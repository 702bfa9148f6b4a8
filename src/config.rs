//! Configuration loading from TOML with environment variable resolution.
//!
//! Reads `config.toml` and deserializes into strongly-typed structs.
//! Secrets (session token) are referenced by env-var name in the config and
//! resolved at runtime via `std::env::var`.

use anyhow::{Context, Result};
use serde::Deserialize;
use std::fs;

/// Top-level application configuration.
#[derive(Debug, Deserialize, Clone)]
pub struct AppConfig {
    pub console: ConsoleConfig,
    pub settlement: SettlementConfig,
    pub statement: StatementConfig,
    pub audit: AuditConfig,
}

#[derive(Debug, Deserialize, Clone)]
pub struct ConsoleConfig {
    /// Operator display name, used in audit records and logs.
    pub operator: String,
    /// Whether a secondary declare password is configured for this operator.
    /// Fetched once per session and treated as read-only thereafter.
    pub secret_declare_configured: bool,
    /// Env var holding the secret declare password for non-interactive runs.
    #[serde(default)]
    pub secret_password_env: Option<String>,
}

#[derive(Debug, Deserialize, Clone)]
pub struct SettlementConfig {
    pub base_url: String,
    /// Env var holding the operator session token.
    pub session_token_env: String,
    pub timeout_secs: u64,
}

#[derive(Debug, Deserialize, Clone)]
pub struct StatementConfig {
    /// Account-local UTC offset in minutes, used for calendar day boundaries.
    pub utc_offset_minutes: i32,
}

#[derive(Debug, Deserialize, Clone)]
pub struct AuditConfig {
    #[serde(default)]
    pub path: Option<String>,
}

impl AppConfig {
    /// Load configuration from a TOML file.
    pub fn load(path: &str) -> Result<Self> {
        let contents = fs::read_to_string(path)
            .with_context(|| format!("Failed to read config file: {path}"))?;
        let config: AppConfig = toml::from_str(&contents)
            .with_context(|| format!("Failed to parse config file: {path}"))?;
        Ok(config)
    }

    /// Resolve an environment variable name to its value.
    /// Useful for loading secrets referenced in the config.
    pub fn resolve_env(env_name: &str) -> Result<String> {
        std::env::var(env_name)
            .with_context(|| format!("Environment variable not set: {env_name}"))
    }
}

:::::

- **WHAT THE TASK ASKS**:
Print each line, exactly as written, from the one that contains "std::env::var(env_name)" to the end of the data above, with both end lines included and nothing else.

- **OUTPUT OF THE TASK**:
        std::env::var(env_name)
            .with_context(|| format!("Environment variable not set: {env_name}"))
    }
}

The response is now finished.